§ WHAT YOU NEED TO DO: Below are the records; copy out every line that holds the word "negative".

(Dataset entries)
# # # # #

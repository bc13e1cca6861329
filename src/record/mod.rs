//! # Records
//!
//! Row assembly: pulls one row out of a job's parallel `data` arrays (or a
//! row-shaped object), coerces every leaf value and arranges the cells into a
//! [`Record`] tree that mirrors the schema. [`RowBuffer`] then shreds records
//! into per-column values with definition and repetition levels.
//!
//! ## Row count
//!
//! The number of rows is the shortest **non-zero** `data` array length.
//! Longer arrays are truncated silently.

mod assembler;
mod error;
#[allow(clippy::module_inception)]
mod record;
mod shred;


pub use assembler::{assemble_record, row_count, RowAssembler, ELEMENT_NAME};
pub use error::DataError;
pub use record::{FieldValue, Record};
pub use shred::{ColumnChunkBuffer, RowBuffer};
//! Fixed-point decimal helpers.
//!
//! Decimals are carried as their unscaled integer (`123.45` at scale 2 is
//! `12345`) and written as big-endian two's-complement bytes.

/// Why a decimal could not be produced
#[derive(Debug, Clone, Copy, PartialEq, Eq)]
pub enum DecimalError {
    /// Not a decimal number
    Malformed,
    /// Unscaled value does not fit 128 bits
    Overflow,
}

/// Unscaled value of decimal text at the given scale.
///
/// Accepts an optional sign, digits with an optional fraction, and an optional
/// exponent. Digits beyond the scale are rounded half away from zero.
pub fn parse_unscaled(text: &str, scale: i32) -> Result<i128, DecimalError> {
    let text = text.trim();
    let (negative, body) = match text.as_bytes().first() {
        Some(b'-') => (true, &text[1..]),
        Some(b'+') => (false, &text[1..]),
        _ => (false, text),
    };

    let (mantissa, exponent) = match body.find(['e', 'E']) {
        Some(pos) => {
            let exponent: i64 = body[pos + 1..].parse().map_err(|_| DecimalError::Malformed)?;
            (&body[..pos], exponent)
        }
        None => (body, 0),
    };

    let (int_part, frac_part) = match mantissa.split_once('.') {
        Some((int_part, frac_part)) => (int_part, frac_part),
        None => (mantissa, ""),
    };
    let all_digits = |s: &str| s.bytes().all(|b| b.is_ascii_digit());
    if (int_part.is_empty() && frac_part.is_empty()) || !all_digits(int_part) || !all_digits(frac_part) {
        return Err(DecimalError::Malformed);
    }

    let digits: Vec<u8> = int_part.bytes().chain(frac_part.bytes()).map(|b| b - b'0').collect();
    // value = digits * 10^(shift - scale), so unscaled = digits * 10^shift
    let shift = exponent
        .checked_sub(frac_part.len() as i64)
        .and_then(|s| s.checked_add(scale as i64))
        .ok_or(DecimalError::Overflow)?;

    let magnitude = if shift >= 0 {
        let factor = u32::try_from(shift)
            .ok()
            .and_then(|s| 10i128.checked_pow(s))
            .ok_or(DecimalError::Overflow)?;
        accumulate(&digits)?
            .checked_mul(factor)
            .ok_or(DecimalError::Overflow)?
    } else {
        let keep = (digits.len() as i64).checked_add(shift).ok_or(DecimalError::Overflow)?;
        let (kept, round_digit) = if keep < 0 {
            (0, 0)
        } else {
            let keep = keep as usize;
            (accumulate(&digits[..keep])?, digits.get(keep).copied().unwrap_or(0))
        };
        if round_digit >= 5 {
            kept.checked_add(1).ok_or(DecimalError::Overflow)?
        } else {
            kept
        }
    };

    Ok(if negative { -magnitude } else { magnitude })
}

fn accumulate(digits: &[u8]) -> Result<i128, DecimalError> {
    digits.iter().try_fold(0i128, |acc, &d| {
        acc.checked_mul(10)
            .and_then(|v| v.checked_add(d as i128))
            .ok_or(DecimalError::Overflow)
    })
}

/// Unscaled value of a float, taken through its shortest round-trip text
pub fn unscaled_from_f64(value: f64, scale: i32) -> Result<i128, DecimalError> {
    if !value.is_finite() {
        return Err(DecimalError::Malformed);
    }
    parse_unscaled(&value.to_string(), scale)
}

/// Unscaled value of an integer
pub fn unscaled_from_integer(value: i128, scale: i32) -> Result<i128, DecimalError> {
    let factor = 10i128
        .checked_pow(scale.max(0) as u32)
        .ok_or(DecimalError::Overflow)?;
    value.checked_mul(factor).ok_or(DecimalError::Overflow)
}

/// Whether an unscaled value has at most `precision` digits
pub fn fits_precision(unscaled: i128, precision: i32) -> bool {
    match 10u128.checked_pow(precision.max(0) as u32) {
        Some(limit) => unscaled.unsigned_abs() < limit,
        None => true,
    }
}

/// Minimal big-endian two's-complement encoding (at least one byte)
pub fn to_minimal_be_bytes(value: i128) -> Vec<u8> {
    let bytes = value.to_be_bytes();
    let sign_byte = if value < 0 { 0xFF } else { 0x00 };
    let mut start = 0;
    while start < bytes.len() - 1
        && bytes[start] == sign_byte
        && (bytes[start + 1] & 0x80) == (sign_byte & 0x80)
    {
        start += 1;
    }
    bytes[start..].to_vec()
}

/// Two's-complement encoding sign-extended to exactly `len` bytes, or `None`
/// if the value needs more
pub fn to_fixed_be_bytes(value: i128, len: usize) -> Option<Vec<u8>> {
    let minimal = to_minimal_be_bytes(value);
    if minimal.len() > len {
        return None;
    }
    let sign_byte = if value < 0 { 0xFF } else { 0x00 };
    let mut out = vec![sign_byte; len - minimal.len()];
    out.extend_from_slice(&minimal);
    Some(out)
}
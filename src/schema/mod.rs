//! # Schema
//!
//! Turns the declarative `schema` array of a job into an immutable tree of
//! [`SchemaNode`]s and the matching encoder schema.
//!
//! ## Field tokens
//!
//! | `schemaType` | Node |
//! |--------------|------|
//! | `required` / `optional` / `repeated` | leaf column (needs `physicalType`) |
//! | `requiredGroup` / `optionalGroup` / `repeatedGroup` | group (needs `fields`) |
//!
//! Physical types: `BOOLEAN`, `INT32`, `INT64`, `INT96`, `FLOAT`, `DOUBLE`,
//! `BINARY`, `FIXED_LEN_BYTE_ARRAY` (case-sensitive).
//!
//! Logical types are resolved case-insensitively by [`resolve`]. Column
//! ordinals follow declaration order depth-first, so column *i* of the file
//! is always the *i*-th declared leaf.

mod builder;
mod error;
mod field_spec;
/// Logical type vocabulary and resolver
pub mod logical;
mod node;


pub use builder::{build_node, build_schema, parse_physical_type};
pub use error::SchemaError;
pub use field_spec::FieldSpec;
pub use logical::{resolve, LogicalAnnotation, LogicalParams, TimeUnit};
pub use node::{GroupNode, LeafColumn, MessageSchema, PrimitiveNode, SchemaNode, MESSAGE_NAME};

# # # # #

§ YOUR RESPONSE:
    let (negative, body) = match text.as_bytes().first() {
    Ok(if negative { -magnitude } else { magnitude })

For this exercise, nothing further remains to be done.